The subtitle of the Rossetti et al. article is: “Effect of Treatment Aggressiveness on Prognosis.” Here the term “aggressiveness” is not defined as the mean time to institution of general anesthesia, but rather as the degree of EEG suppression achieved. Surprisingly, only about two-thirds of the patients had continuous EEG monitoring (the others had daily EEGs). There was no apparent benefit in achieving burst suppression; 6 of 20 patients with RSE who attained burst suppression died, and 2 of 11 patients with RSE who did not achieve burst suppression died (P = n.s.). In this retrospective study, the conclusion that the achievement of burst suppression does not influence prognosis is compromised by the fact that one-third of the patients were not monitored continuously and that no patient achieved “complete, sustained EEG burst suppression.” Indeed, the duration of burst suppression achieved is not documented.
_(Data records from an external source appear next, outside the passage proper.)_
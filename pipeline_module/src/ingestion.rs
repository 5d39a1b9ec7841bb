use chrono::{DateTime, Utc};
use serde::{Deserialize, Serialize};
use uuid::Uuid;

use crate::channel::{Channel, InboundMessage, MessageHeader};

/// The unit stored on the ingestion queue: one inbound message plus the
/// routing decision the front door already made for it.
#[derive(Debug, Clone, Serialize, Deserialize)]
pub struct IngestionEnvelope {
    pub envelope_id: Uuid,
    pub received_at: DateTime<Utc>,
    /// The organization inbox prefix the message routes to.
    pub route_key: String,
    pub channel: Channel,
    #[serde(default)]
    pub provider_message_id: Option<String>,
    /// Idempotency key: provider message id when present, content hash
    /// otherwise. Unique on the queue; duplicate transport deliveries
    /// collapse onto the same row.
    pub dedupe_key: String,
    pub payload: IngestionPayload,
}

impl IngestionEnvelope {
    pub fn to_inbound_message(&self) -> InboundMessage {
        self.payload.to_inbound_message(self.channel, self.received_at)
    }
}

/// Serializable mirror of [`InboundMessage`] (minus the fields the envelope
/// itself carries), so the queue row is self-contained.
#[derive(Debug, Clone, Serialize, Deserialize)]
pub struct IngestionPayload {
    pub sender: String,
    #[serde(default)]
    pub sender_name: Option<String>,
    pub recipient: String,
    #[serde(default)]
    pub subject: Option<String>,
    #[serde(default)]
    pub text_body: Option<String>,
    #[serde(default)]
    pub html_body: Option<String>,
    #[serde(default)]
    pub provider_message_id: Option<String>,
    #[serde(default)]
    pub thread_id: Option<String>,
    #[serde(default)]
    pub headers: Vec<MessageHeader>,
    #[serde(default)]
    pub command: Option<String>,
}

impl IngestionPayload {
    pub fn from_inbound(message: &InboundMessage) -> Self {
        Self {
            sender: message.sender.clone(),
            sender_name: message.sender_name.clone(),
            recipient: message.recipient.clone(),
            subject: message.subject.clone(),
            text_body: message.text_body.clone(),
            html_body: message.html_body.clone(),
            provider_message_id: message.provider_message_id.clone(),
            thread_id: message.thread_id.clone(),
            headers: message.headers.clone(),
            command: message.command.clone(),
        }
    }

    pub fn to_inbound_message(
        &self,
        channel: Channel,
        received_at: DateTime<Utc>,
    ) -> InboundMessage {
        InboundMessage {
            channel,
            sender: self.sender.clone(),
            sender_name: self.sender_name.clone(),
            recipient: self.recipient.clone(),
            subject: self.subject.clone(),
            text_body: self.text_body.clone(),
            html_body: self.html_body.clone(),
            provider_message_id: self.provider_message_id.clone(),
            received_at,
            thread_id: self.thread_id.clone(),
            headers: self.headers.clone(),
            command: self.command.clone(),
        }
    }
}

/// Idempotency key for one transport delivery. Provider message ids are
/// stable across redeliveries; messages without one fall back to a content
/// hash so an exact re-send still collapses.
pub fn build_dedupe_key(
    route_key: &str,
    channel: Channel,
    provider_message_id: Option<&str>,
    payload: &IngestionPayload,
) -> String {
    let discriminator = provider_message_id
        .map(str::trim)
        .filter(|value| !value.is_empty())
        .map(ToOwned::to_owned)
        .unwrap_or_else(|| content_hash(payload));
    format!("{}:{}:{}", route_key, channel, discriminator)
}

fn content_hash(payload: &IngestionPayload) -> String {
    let material = format!(
        "{}\n{}\n{}\n{}",
        payload.sender,
        payload.recipient,
        payload.subject.as_deref().unwrap_or(""),
        payload.text_body.as_deref().unwrap_or("")
    );
    format!("{:x}", md5::compute(material.as_bytes()))
}

#[cfg(test)]
mod tests {
    use super::*;

    fn payload(subject: &str) -> IngestionPayload {
        IngestionPayload {
            sender: "alice@acme.com".to_string(),
            sender_name: None,
            recipient: "acme@intake.taskwell.io".to_string(),
            subject: Some(subject.to_string()),
            text_body: Some("body".to_string()),
            html_body: None,
            provider_message_id: None,
            thread_id: None,
            headers: Vec::new(),
            command: None,
        }
    }

    #[test]
    fn provider_id_wins_over_content_hash() {
        let key = build_dedupe_key("acme", Channel::Email, Some("pm-123"), &payload("a"));
        assert_eq!(key, "acme:email:pm-123");
    }

    #[test]
    fn blank_provider_id_falls_back_to_hash() {
        let with_blank = build_dedupe_key("acme", Channel::Email, Some("  "), &payload("a"));
        let with_none = build_dedupe_key("acme", Channel::Email, None, &payload("a"));
        assert_eq!(with_blank, with_none);
        assert!(with_none.starts_with("acme:email:"));
    }

    #[test]
    fn different_content_different_key() {
        let first = build_dedupe_key("acme", Channel::Email, None, &payload("a"));
        let second = build_dedupe_key("acme", Channel::Email, None, &payload("b"));
        assert_ne!(first, second);
    }

    #[test]
    fn envelope_round_trips_message() {
        let message = InboundMessage {
            channel: Channel::Chat,
            sender: "bob@acme.com".to_string(),
            sender_name: Some("Bob".to_string()),
            recipient: "acme".to_string(),
            subject: None,
            text_body: Some("/task do the thing".to_string()),
            html_body: None,
            provider_message_id: Some("evt-9".to_string()),
            received_at: Utc::now(),
            thread_id: Some("thread-1".to_string()),
            headers: Vec::new(),
            command: Some("/task".to_string()),
        };
        let payload = IngestionPayload::from_inbound(&message);
        let envelope = IngestionEnvelope {
            envelope_id: Uuid::new_v4(),
            received_at: message.received_at,
            route_key: "acme".to_string(),
            channel: message.channel,
            provider_message_id: message.provider_message_id.clone(),
            dedupe_key: build_dedupe_key("acme", message.channel, Some("evt-9"), &payload),
            payload,
        };
        let restored = envelope.to_inbound_message();
        assert_eq!(restored.sender, message.sender);
        assert_eq!(restored.command, message.command);
        assert_eq!(restored.thread_id, message.thread_id);
    }
}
Are there data to support the hypothesis that burst suppression should be the targeted outcome of drug-induced coma for RSE? One literature review of RSE treatment suggests that patients with “EEG background suppression” may have done better than the patients titrated to seizure suppression, but the agents were different in the groups being evaluated. In one prominent review of SE, the discussion of the protocol for RSE, suggests that the “primary endpoint for therapy is suppression of electroencephalographic spikes [and] if blood pressure is adequate, secondary endpoint is burst-suppression pattern with short intervals between bursts” (3). A recent, excellent review states: “stopping seizures is the holy grail, but most people accept a burst suppression pattern.” (4). It is known that moderate-to-deep general anesthesia produces a burst-suppression pattern in normal patients, and it is presumed that total EEG suppression (possibly desirable for severe brain injury) may not be necessary for treating SE and does produce more hemodynamic instability. However, the fact is that there are no studies that have established EEG burst suppression as the optimal degree of suppression for the most favorable patient outcome from coma-inducing drugs in treating RSE.
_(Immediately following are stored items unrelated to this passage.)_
use std::net::{IpAddr, SocketAddr};
use std::sync::Arc;

use axum::body::Bytes;
use axum::extract::{DefaultBodyLimit, State};
use axum::http::{HeaderMap, StatusCode};
use axum::response::IntoResponse;
use axum::routing::{get, post};
use axum::{Json, Router};
use chrono::Utc;
use serde_json::json;
use tokio::task;
use tower_http::cors::CorsLayer;
use tracing::{error, info, warn};
use uuid::Uuid;

use crate::channel::{Channel, InboundMessage};
use crate::classifier::RelationshipClassifier;
use crate::ingestion::{build_dedupe_key, IngestionEnvelope, IngestionPayload};
use crate::ingestion_queue::{IngestionQueue, SqliteIngestionQueue};
use crate::materializer::{route_key_from_recipient, Materializer};
use crate::org_store::OrgStore;
use crate::sender_intel::SenderIntelligenceStore;
use crate::task_store::TaskStore;

use super::auth::verify_inbound_token;
use super::config::ServiceConfig;
use super::inbound::{ChatInboundPayload, EmailInboundPayload};
use super::state::AppState;
use super::worker::spawn_pipeline_worker;
use super::BoxError;

/// The ingestion front door: authenticates the transport, validates shape,
/// enqueues for the worker, and falls back to synchronous materialization
/// when the queue is unavailable. Acknowledges immediately; never blocks on
/// full task creation.
pub async fn run_server(
    config: ServiceConfig,
    shutdown: impl std::future::Future<Output = ()> + Send + 'static,
) -> Result<(), BoxError> {
    let config = Arc::new(config);

    // Store and client construction touches disk and spawns the blocking
    // HTTP client, so it runs off the async runtime.
    let setup_config = config.clone();
    let (org_store, task_store, intel_store, queue, classifier) =
        task::spawn_blocking(move || -> Result<_, BoxError> {
            let org_store = Arc::new(OrgStore::new(&setup_config.org_db_path)?);
            let task_store = Arc::new(TaskStore::new(&setup_config.task_db_path)?);
            let intel_store = Arc::new(SenderIntelligenceStore::new(&setup_config.intel_db_path)?);
            let queue = Arc::new(SqliteIngestionQueue::new(
                &setup_config.queue_db_path,
                setup_config.queue_lease_secs,
                setup_config.queue_max_attempts,
                setup_config.queue_backoff_secs,
            )?);
            let classifier = Arc::new(RelationshipClassifier::new(setup_config.classifier.clone()));
            Ok((org_store, task_store, intel_store, queue, classifier))
        })
        .await??;

    let materializer = Arc::new(Materializer::new(
        org_store,
        task_store,
        intel_store,
        classifier,
        config.materializer_config(),
    ));
    let queue: Arc<dyn IngestionQueue> = queue;

    let mut worker_control = spawn_pipeline_worker(
        config.worker_id.clone(),
        config.worker_poll_interval,
        queue.clone(),
        materializer.clone(),
    );

    let state = AppState {
        config: config.clone(),
        queue,
        materializer,
    };

    let host: IpAddr = config
        .host
        .parse()
        .map_err(|_| format!("invalid host: {}", config.host))?;
    let addr = SocketAddr::new(host, config.port);
    info!("task pipeline service listening on {}", addr);

    let app = Router::new()
        .route("/", get(health))
        .route("/health", get(health))
        .route("/inbound/email", post(ingest_email))
        .route("/inbound/chat", post(ingest_chat))
        .with_state(state)
        .layer(CorsLayer::permissive())
        .layer(DefaultBodyLimit::max(config.inbound_body_max_bytes));

    let listener = tokio::net::TcpListener::bind(addr).await?;
    let serve_result = axum::serve(listener, app)
        .with_graceful_shutdown(shutdown)
        .await;
    worker_control.stop_and_join();
    serve_result?;
    Ok(())
}

async fn health() -> impl IntoResponse {
    (StatusCode::OK, "ok")
}

async fn ingest_email(
    State(state): State<AppState>,
    headers: HeaderMap,
    body: Bytes,
) -> impl IntoResponse {
    if let Err(reason) = verify_inbound_token(&headers, state.config.inbound_token.as_deref()) {
        return (StatusCode::UNAUTHORIZED, Json(json!({"status": reason})));
    }

    let payload: EmailInboundPayload = match serde_json::from_slice(&body) {
        Ok(payload) => payload,
        Err(_) => return (StatusCode::BAD_REQUEST, Json(json!({"status": "bad_json"}))),
    };
    let message = match payload.to_inbound_message() {
        Ok(message) => message,
        Err(err) => {
            return (StatusCode::BAD_REQUEST, Json(json!({"status": err.code()})));
        }
    };
    accept_message(&state, Channel::Email, message).await
}

async fn ingest_chat(
    State(state): State<AppState>,
    headers: HeaderMap,
    body: Bytes,
) -> impl IntoResponse {
    if let Err(reason) = verify_inbound_token(&headers, state.config.inbound_token.as_deref()) {
        return (StatusCode::UNAUTHORIZED, Json(json!({"status": reason})));
    }

    let payload: ChatInboundPayload = match serde_json::from_slice(&body) {
        Ok(payload) => payload,
        Err(_) => return (StatusCode::BAD_REQUEST, Json(json!({"status": "bad_json"}))),
    };
    let message = match payload.to_inbound_message() {
        Ok(message) => message,
        Err(err) => {
            return (StatusCode::BAD_REQUEST, Json(json!({"status": err.code()})));
        }
    };
    accept_message(&state, Channel::Chat, message).await
}

/// Wrap the message in an envelope and enqueue it. A queue failure runs the
/// materializer synchronously instead of dropping the message; only when
/// both paths fail does the transport see an error (and will retry).
async fn accept_message(
    state: &AppState,
    channel: Channel,
    message: InboundMessage,
) -> (StatusCode, Json<serde_json::Value>) {
    let Some(route_key) = route_key_from_recipient(&message.recipient) else {
        return (
            StatusCode::BAD_REQUEST,
            Json(json!({"status": "bad_recipient"})),
        );
    };

    let payload = IngestionPayload::from_inbound(&message);
    let envelope = IngestionEnvelope {
        envelope_id: Uuid::new_v4(),
        received_at: Utc::now(),
        route_key: route_key.clone(),
        channel,
        provider_message_id: message.provider_message_id.clone(),
        dedupe_key: build_dedupe_key(
            &route_key,
            channel,
            message.provider_message_id.as_deref(),
            &payload,
        ),
        payload,
    };

    let queue = state.queue.clone();
    let enqueue_envelope = envelope.clone();
    let enqueued =
        task::spawn_blocking(move || queue.enqueue(&enqueue_envelope)).await;

    match enqueued {
        Ok(Ok(result)) if result.inserted => {
            (StatusCode::OK, Json(json!({"status": "accepted"})))
        }
        Ok(Ok(_)) => (StatusCode::OK, Json(json!({"status": "duplicate"}))),
        Ok(Err(err)) => {
            warn!("enqueue failed, materializing inline: {}", err);
            let materializer = state.materializer.clone();
            let inline = task::spawn_blocking(move || materializer.process(&message)).await;
            match inline {
                Ok(Ok(report)) => {
                    info!("inline materialization outcome: {}", report.outcome.as_str());
                    (StatusCode::OK, Json(json!({"status": "accepted"})))
                }
                Ok(Err(err)) => {
                    error!("inline materialization failed: {}", err);
                    (
                        StatusCode::BAD_GATEWAY,
                        Json(json!({"status": "pipeline_unavailable"})),
                    )
                }
                Err(err) => {
                    error!("inline materialization panicked: {}", err);
                    (
                        StatusCode::BAD_GATEWAY,
                        Json(json!({"status": "pipeline_unavailable"})),
                    )
                }
            }
        }
        Err(err) => {
            error!("enqueue task join error: {}", err);
            (
                StatusCode::BAD_GATEWAY,
                Json(json!({"status": "enqueue_failed"})),
            )
        }
    }
}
This large study on RSE, perhaps the largest to date, raises the question of whether using EEG burst suppression as the target for therapy should be reexamined. The authors appropriately call for prospective studies. It would be ethical to prospectively study patients with RSE who require coma-inducing agents to assess whether suppression of epileptiform activity alone is equally (or more) effective than achieving EEG burst suppression. If suppression of epileptiform activity is equally as effective as burst suppression for treating RSE (a possibility suggested by this report), the finding could have benefits for patients by advancing a treatment that produces less respiratory depression, has less hemodynamic instability, and results in shorter hospital stays than are associated with EEG burst suppression. Unfortunately, if the underlying cause of RSE remains the major determinant of outcome, mortality likely may remain unchanged. The quest for the holy grail of RSE treatment must continue.